• YOUR OBJECTIVE: Among the entries below, one stretch runs from the line that contains "self.send_json(Endpoint::DecorImage, &[], request).await" through the line that contains "let store_id = store_id.to_string();". Repeat that stretch exactly, ends included, and only that.

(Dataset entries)
┏━━

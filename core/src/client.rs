//! Typed facade over the dispatcher, one method per Araria endpoint.
//!
//! # Design
//! Every method serializes its typed request, then hands the endpoint, path
//! parameters and payload to the shared `Dispatcher`, which validates and
//! sends it. Methods hold no logic of their own. Workflow state (chat
//! sessions, video and try-on progress) lives on the server, and the client
//! is safe to share between tasks.

use std::sync::Arc;

use serde::de::DeserializeOwned;
use serde::Serialize;
use serde_json::Value;
use tracing::debug;

use crate::config::ClientConfig;
use crate::dispatcher::{Dispatcher, Payload};
use crate::endpoint::Endpoint;
use crate::error::{ArariaError, ArariaResult};
use crate::hook::RequestHook;
use crate::http::FileUpload;
use crate::transport::{ReqwestTransport, Transport};
use crate::types::{
    BackgroundRemovalRequest, ChatRequest, DecorImageRequest, DecorPrimeWallsRequest,
    FashionModelPromptRequest, FashionModelRequest, FashionTryonRequest, FashionVideoRequest,
    FashionVideoResponse, ImageGenerateRequest, ImageTaskRequest, NuvemshopConnectRequest,
    PromptGenerateRequest, UpscaleRequest, VisionImageToTextRequest,
};

#[derive(Debug)]
pub struct ArariaClient {
    dispatcher: Dispatcher,
}

impl ArariaClient {
    /// Client over the default `reqwest` transport.
    pub fn new(config: ClientConfig) -> ArariaResult<Self> {
        let transport = ReqwestTransport::new().map_err(|e| ArariaError::Config(e.to_string()))?;
        Ok(Self::with_transport(config, Arc::new(transport)))
    }

    pub fn with_transport(config: ClientConfig, transport: Arc<dyn Transport>) -> Self {
        let dispatcher = Dispatcher::new(&config, transport);
        debug!(
            base_url = dispatcher.base_url(),
            profile = ?config.profile(),
            "created ArariaClient"
        );
        Self { dispatcher }
    }

    #[must_use]
    pub fn with_hook(self, hook: Arc<dyn RequestHook>) -> Self {
        Self {
            dispatcher: self.dispatcher.with_hook(hook),
        }
    }

    pub fn dispatcher(&self) -> &Dispatcher {
        &self.dispatcher
    }

    /// Untyped entry point: validate `payload` against the endpoint's schema
    /// and send it.
    pub async fn call(
        &self,
        endpoint: Endpoint,
        params: &[&str],
        payload: Option<Value>,
    ) -> ArariaResult<Value> {
        let payload = payload.map_or(Payload::None, Payload::Json);
        self.dispatcher.dispatch(endpoint, params, payload).await
    }

    async fn send<T: DeserializeOwned>(&self, endpoint: Endpoint, params: &[&str]) -> ArariaResult<T> {
        self.dispatcher.dispatch(endpoint, params, Payload::None).await
    }

    async fn send_json<B, T>(&self, endpoint: Endpoint, params: &[&str], body: &B) -> ArariaResult<T>
    where
        B: Serialize + ?Sized,
        T: DeserializeOwned,
    {
        let value =
            serde_json::to_value(body).map_err(|e| ArariaError::Serialization(e.to_string()))?;
        self.dispatcher
            .dispatch(endpoint, params, Payload::Json(value))
            .await
    }

    // --- images ---

    pub async fn img_generate(&self, request: &ImageGenerateRequest) -> ArariaResult<Value> {
        self.send_json(Endpoint::ImgGenerate, &[], request).await
    }

    pub async fn upscale_image(&self, request: &UpscaleRequest) -> ArariaResult<Value> {
        self.send_json(Endpoint::UpscaleImage, &[], request).await
    }

    pub async fn remove_background(&self, request: &BackgroundRemovalRequest) -> ArariaResult<Value> {
        self.send_json(Endpoint::RemoveBackground, &[], request).await
    }

    pub async fn generate_decor_prime_walls(
        &self,
        request: &DecorPrimeWallsRequest,
    ) -> ArariaResult<Value> {
        self.send_json(Endpoint::DecorPrimeWalls, &[], request).await
    }

    /// Virtual staging: furnish an interior photo from a prompt.
    pub async fn generate_decor_image(&self, request: &DecorImageRequest) -> ArariaResult<Value> {
        self.send_json(Endpoint::DecorImage, &[], request).await
    }

    pub async fn get_models(&self) -> ArariaResult<Value> {
        self.send(Endpoint::GetModels, &[]).await
    }

    pub async fn get_image_task(&self, id: &str) -> ArariaResult<Value> {
        self.send(Endpoint::GetImageTask, &[id]).await
    }

    pub async fn create_image_task(&self, request: &ImageTaskRequest) -> ArariaResult<Value> {
        self.send_json(Endpoint::CreateImageTask, &[], request).await
    }

    // --- nuvemshop ---

    /// Link a Nuvemshop store to an Araria account.
    pub async fn nuvemshop_connect(&self, request: &NuvemshopConnectRequest) -> ArariaResult<Value> {
        self.send_json(Endpoint::NuvemshopConnect, &[], request).await
    }

    pub async fn nuvemshop_user(&self, store_id: u64, token: &str) -> ArariaResult<Value> {
        let store_id = store_id.to_string();
        self.send(Endpoint::NuvemshopUser, &[store_id.as_str(), token]).await
    }

    pub async fn nuvemshop_chat(&self, request: &ChatRequest) -> ArariaResult<Value> {
        self.send_json(Endpoint::NuvemshopChat, &[], request).await
    }

    pub async fn nuvemshop_init_chat_session(&self) -> ArariaResult<Value> {
        self.send(Endpoint::NuvemshopInitChatSession, &[]).await
    }

    pub async fn nuvemshop_get_session_messages(&self, session_id: &str) -> ArariaResult<Value> {
        self.send(Endpoint::NuvemshopGetSessionMessages, &[session_id])
            .await
    }

    pub async fn nuvemshop_delete_session(&self, session_id: &str) -> ArariaResult<Value> {
        self.send(Endpoint::NuvemshopDeleteSession, &[session_id]).await
    }

    // --- files ---

    /// Upload a file as multipart form data under the `file` field.
    pub async fn upload_file(&self, file: FileUpload) -> ArariaResult<Value> {
        self.dispatcher
            .dispatch(Endpoint::UploadFile, &[], Payload::File(file))
            .await
    }

    pub async fn delete_file(&self, id: &str) -> ArariaResult<Value> {
        self.send(Endpoint::DeleteFile, &[id]).await
    }

    pub async fn get_files(&self) -> ArariaResult<Value> {
        self.send(Endpoint::GetFiles, &[]).await
    }

    pub async fn get_file(&self, id: &str) -> ArariaResult<Value> {
        self.send(Endpoint::GetFile, &[id]).await
    }

    // --- vision / llm ---

    pub async fn vision_image_to_text(
        &self,
        request: &VisionImageToTextRequest,
    ) -> ArariaResult<String> {
        self.send_json(Endpoint::VisionImageToText, &[], request).await
    }

    pub async fn prompt_generate(&self, request: &PromptGenerateRequest) -> ArariaResult<String> {
        self.send_json(Endpoint::PromptGenerate, &[], request).await
    }

    // --- fashion video ---

    pub async fn get_fashion_videos(&self) -> ArariaResult<Value> {
        self.send(Endpoint::GetFashionVideos, &[]).await
    }

    pub async fn get_fashion_video(&self, id: &str) -> ArariaResult<FashionVideoResponse> {
        self.send(Endpoint::GetFashionVideo, &[id]).await
    }

    pub async fn create_fashion_video(&self, request: &FashionVideoRequest) -> ArariaResult<Value> {
        self.send_json(Endpoint::CreateFashionVideo, &[], request).await
    }

    /// Queue video generation for an existing fashion video.
    pub async fn create_fashion_video_task(&self, fashion_video_id: &str) -> ArariaResult<Value> {
        self.send(Endpoint::CreateFashionVideoTask, &[fashion_video_id])
            .await
    }

    pub async fn update_fashion_video(
        &self,
        fashion_video_id: &str,
        request: &FashionVideoRequest,
    ) -> ArariaResult<Value> {
        self.send_json(Endpoint::UpdateFashionVideo, &[fashion_video_id], request)
            .await
    }

    pub async fn finalize_fashion_video(&self, fashion_video_id: &str) -> ArariaResult<Value> {
        self.send(Endpoint::FinalizeFashionVideo, &[fashion_video_id])
            .await
    }

    // --- fashion tryon ---

    pub async fn create_fashion_tryon(&self, request: &FashionTryonRequest) -> ArariaResult<Value> {
        self.send_json(Endpoint::CreateFashionTryon, &[], request).await
    }

    pub async fn get_fashion_tryons(&self) -> ArariaResult<Value> {
        self.send(Endpoint::GetFashionTryons, &[]).await
    }

    pub async fn get_fashion_tryon(&self, id: &str) -> ArariaResult<Value> {
        self.send(Endpoint::GetFashionTryon, &[id]).await
    }

    // --- fashion model ---

    pub async fn create_fashion_model(&self, request: &FashionModelRequest) -> ArariaResult<Value> {
        self.send_json(Endpoint::CreateFashionModel, &[], request).await
    }

    pub async fn regenerate_fashion_model(&self, id: &str) -> ArariaResult<Value> {
        self.send(Endpoint::RegenerateFashionModel, &[id]).await
    }

    pub async fn get_fashion_models(&self) -> ArariaResult<Value> {
        self.send(Endpoint::GetFashionModels, &[]).await
    }

    pub async fn get_fashion_model(&self, id: &str) -> ArariaResult<Value> {
        self.send(Endpoint::GetFashionModel, &[id]).await
    }

    pub async fn delete_fashion_model(&self, id: &str) -> ArariaResult<Value> {
        self.send(Endpoint::DeleteFashionModel, &[id]).await
    }

    pub async fn generate_fashion_model_prompt(
        &self,
        request: &FashionModelPromptRequest,
    ) -> ArariaResult<Value> {
        self.send_json(Endpoint::GenerateFashionModelPrompt, &[], request)
            .await
    }

    pub async fn load_random_fashion_model_prompt(&self) -> ArariaResult<Value> {
        self.send(Endpoint::LoadRandomFashionModelPrompt, &[]).await
    }
}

┗━━

• THE COMPLETED TASK:
        self.send_json(Endpoint::DecorImage, &[], request).await
    }

    pub async fn get_models(&self) -> ArariaResult<Value> {
        self.send(Endpoint::GetModels, &[]).await
    }

    pub async fn get_image_task(&self, id: &str) -> ArariaResult<Value> {
        self.send(Endpoint::GetImageTask, &[id]).await
    }

    pub async fn create_image_task(&self, request: &ImageTaskRequest) -> ArariaResult<Value> {
        self.send_json(Endpoint::CreateImageTask, &[], request).await
    }

    // --- nuvemshop ---

    /// Link a Nuvemshop store to an Araria account.
    pub async fn nuvemshop_connect(&self, request: &NuvemshopConnectRequest) -> ArariaResult<Value> {
        self.send_json(Endpoint::NuvemshopConnect, &[], request).await
    }

    pub async fn nuvemshop_user(&self, store_id: u64, token: &str) -> ArariaResult<Value> {
        let store_id = store_id.to_string();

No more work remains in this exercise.